10'Nessun laico può mangiare cibi consacrati: nemmeno l'ospite o il salariato di un sacerdote è autorizzato. 11Ma se un sacerdote ha comprato con denaro un servo, costui può mangiare cibi riservati al sacerdote, così come il servo nato in casa. 12Se la figlia di un sacerdote ha sposato un laico, non ha il diritto di mangiare quel che è prelevato sulle offerte sante. 13Ma la figlia di un sacerdote, vedova o ripudiata da suo marito, che non ha figli e che è ritornata ad abitare presso suo padre come prima di sposarsi, può mangiare lo stesso cibo che mangia lui. Al di fuori di questi casi, nessun laico deve mangiare cibi consacrati.
14'Se qualcuno ne mangia per errore, deve rendere al sacerdote l'equivalente di quel che ha preso, con un supplemento di un quinto.
15'I sacerdoti non devono profanare quel che gli Israeleiti hanno prelevato sulle offerte consacrate al Signore: 16se essi ne mangiano quando non sono nello stato richiesto, rendono gli Israeleiti colpevoli di una colpa che esige riparazione. Io sono il Signore, sono io che santifico le offerte'.

Gli animali da sacrificare

17Il Signore disse a Mosè 18di comunicare le seguenti prescrizioni ad Aronne, ai suoi figli e a tutti gli Israeliti:
'Supponiamo che qualcuno tra voi, un Israelita o uno straniero che vive in Israele, voglia offrirmi un sacrificio completo, sia per adempiere un voto, sia come offerta spontanea: 19se desidera ottenere il mio favore, deve offrire un maschio, senza difetti, scelto tra i bovini, le pecore o le capre. 20Non è permesso offrire un animale che abbia difetti, perché io non l'accetterei. 21Se si tratta di un sacrificio per il banchetto sacro che mi è offerto per adempiere un voto o come offerta spontanea, io accetterò un toro, un montone o una capra, purché l'animale non abbia nessun difetto. 22Come sacrificio consumato sul mio altare, non offrite dunque nessun animale cieco, storpio, mutilato, colpito da verruche o da una malattia della pelle. 23Se una bestia, toro, montone o capra, è deforme o mutilata, si può offrirla come sacrificio spontaneo, ma essa non è adatta per adempiere un voto. 24Non offrite mai un animale che abbia i testicoli ammaccati o schiacciati o strappati o tagliati.

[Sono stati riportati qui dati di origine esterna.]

use std::collections::HashSet;
use std::fs::File;

use calamine::{Data, Range, Reader, open_workbook_auto};
use camino::Utf8Path;
use polars::io::SerReader;
use polars::prelude::*;

use crate::domain::{DatasetName, Selection};
use crate::error::PainelError;
use crate::schema;

static EMPTY_CELL: Data = Data::Empty;

#[derive(Debug, Clone)]
pub struct Dataset {
    name: DatasetName,
    frame: DataFrame,
}

impl Dataset {
    pub fn from_frame(name: DatasetName, frame: DataFrame) -> Result<Self, PainelError> {
        let frame = schema::normalize(name, frame)?;
        Ok(Self { name, frame })
    }

    pub fn read(name: DatasetName, path: &Utf8Path) -> Result<Self, PainelError> {
        let frame = match path.extension() {
            Some("csv") => read_csv(name, path),
            _ => read_spreadsheet(path),
        }
        .map_err(|err| PainelError::DatasetParse {
            name: path.file_name().map(str::to_string).unwrap_or_else(|| name.file_name()),
            message: err.to_string(),
        })?;
        Self::from_frame(name, frame)
    }

    pub fn name(&self) -> DatasetName {
        self.name
    }

    pub fn frame(&self) -> &DataFrame {
        &self.frame
    }

    pub fn height(&self) -> usize {
        self.frame.height()
    }

    pub fn has_column(&self, column: &str) -> bool {
        self.frame.get_column_index(column).is_some()
    }

    pub fn has_join_key(&self) -> bool {
        self.has_column(schema::ID)
    }

    pub fn column_names(&self) -> Vec<String> {
        schema::column_names(&self.frame)
    }

    /// Rows whose join key is one of the selected identifiers. A dataset
    /// without a join key has no matching rows.
    pub fn rows_for(&self, selection: &Selection) -> Result<DataFrame, PainelError> {
        if !self.has_join_key() {
            return Ok(self.frame.clear());
        }
        let ids = Series::new(schema::ID.into(), selection.ids());
        let rows = self
            .frame
            .clone()
            .lazy()
            .filter(col(schema::ID).is_in(lit(ids), false))
            .collect()?;
        Ok(rows)
    }
}

// Every cell is read as text so keys keep leading zeros and late oddities
// cannot break inference; other columns are made numeric afterwards.
fn read_csv(name: DatasetName, path: &Utf8Path) -> Result<DataFrame, PainelError> {
    let file = File::open(path.as_std_path())
        .map_err(|err| PainelError::Filesystem(format!("open {path}: {err}")))?;
    let frame = CsvReadOptions::default()
        .with_has_header(true)
        .with_infer_schema_length(Some(0))
        .into_reader_with_file_handle(file)
        .finish()?;
    numeric_where_possible(name, frame)
}

fn numeric_where_possible(name: DatasetName, frame: DataFrame) -> Result<DataFrame, PainelError> {
    let columns = frame
        .get_columns()
        .iter()
        .map(|column| {
            if schema::keeps_text(name, column.name()) {
                return Ok(column.clone());
            }
            let text = column.as_materialized_series();
            let numbers = text.cast(&DataType::Float64)?;
            if numbers.null_count() == text.null_count() {
                Ok(numbers.into_column())
            } else {
                Ok(column.clone())
            }
        })
        .collect::<Result<Vec<_>, PainelError>>()?;
    Ok(DataFrame::new(columns)?)
}

fn read_spreadsheet(path: &Utf8Path) -> Result<DataFrame, PainelError> {
    let mut workbook = open_workbook_auto(path.as_std_path())
        .map_err(|err| PainelError::Filesystem(err.to_string()))?;
    let range = workbook
        .worksheet_range_at(0)
        .ok_or_else(|| PainelError::Filesystem("workbook has no worksheets".to_string()))?
        .map_err(|err| PainelError::Filesystem(err.to_string()))?;
    frame_from_range(&range)
}

/// Builds a frame from a worksheet: the first row is the header, a column is
/// numeric when every non-empty cell is numeric.
fn frame_from_range(range: &Range<Data>) -> Result<DataFrame, PainelError> {
    let mut rows = range.rows();
    let Some(header) = rows.next() else {
        return Ok(DataFrame::empty());
    };
    let names = unique_names(header.iter().enumerate().map(|(index, cell)| {
        cell_text(cell).unwrap_or_else(|| format!("column_{}", index + 1))
    }));

    let body: Vec<&[Data]> = rows.collect();
    let columns = names
        .iter()
        .enumerate()
        .map(|(index, name)| {
            let cells: Vec<&Data> = body
                .iter()
                .map(|row| row.get(index).unwrap_or(&EMPTY_CELL))
                .collect();
            build_column(name, &cells)
        })
        .collect::<Vec<_>>();

    Ok(DataFrame::new(columns)?)
}

fn unique_names(names: impl Iterator<Item = String>) -> Vec<String> {
    let mut seen = HashSet::new();
    names
        .map(|name| {
            let mut candidate = name.clone();
            let mut suffix = 1;
            while !seen.insert(candidate.clone()) {
                candidate = format!("{name}.{suffix}");
                suffix += 1;
            }
            candidate
        })
        .collect()
}

fn build_column(name: &str, cells: &[&Data]) -> Column {
    let numeric = cells
        .iter()
        .all(|cell| matches!(cell, Data::Int(_) | Data::Float(_)) || cell_text(cell).is_none());
    if numeric {
        let values: Vec<Option<f64>> = cells.iter().map(|cell| cell_number(cell)).collect();
        Column::new(name.into(), values)
    } else {
        let values: Vec<Option<String>> = cells.iter().map(|cell| cell_text(cell)).collect();
        Column::new(name.into(), values)
    }
}

fn cell_number(cell: &Data) -> Option<f64> {
    match cell {
        Data::Int(value) => Some(*value as f64),
        Data::Float(value) => Some(*value),
        _ => None,
    }
}

fn cell_text(cell: &Data) -> Option<String> {
    match cell {
        Data::Empty | Data::Error(_) => None,
        Data::String(value) => {
            let trimmed = value.trim();
            (!trimmed.is_empty()).then(|| trimmed.to_string())
        }
        Data::Float(value) => Some(schema::format_number(*value)),
        other => Some(other.to_string()),
    }
}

Non fate simili mutilazioni quando sarete nella vostra terra, 25e non accettate animali così mutilati da parte di uno straniero per offrirli in sacrificio a me, vostro Dio. La mutilazione che essi hanno subito equivale a un difetto, e io non accetterò il vostro sacrificio'.
26Il Signore disse ancora a Mosè: 27'Dopo la sua nascita, un vitello, un agnello o un capretto dev'essere lasciato presso sua madre per una settimana. A partire dall'ottavo giorno, io accetto che sia presentato a me in sacrificio consumato dal fuoco. 28Ma non scannerete una mucca, una pecora o una capra, nello stesso giorno in cui uccidete il suo piccolo.
29'Quando mi offrite un sacrificio insieme con un canto di lode, fatelo secondo le norme, in modo da ottenere il mio favore. 30Mangiatene la carne il giorno stesso, senza lasciare nulla per il giorno dopo. Io sono il Signore.
31'Mettete in pratica i miei comandamenti. Io sono il Signore. 32Non disonorate il mio santo nome; voglio che voi, Israeliti, riconosciate la mia santità. Io sono il Signore che vi ho scelti perché siate un popolo santo; 33io vi ho fatti uscire dall'Egitto per essere il vostro Dio. Io sono il Signore'.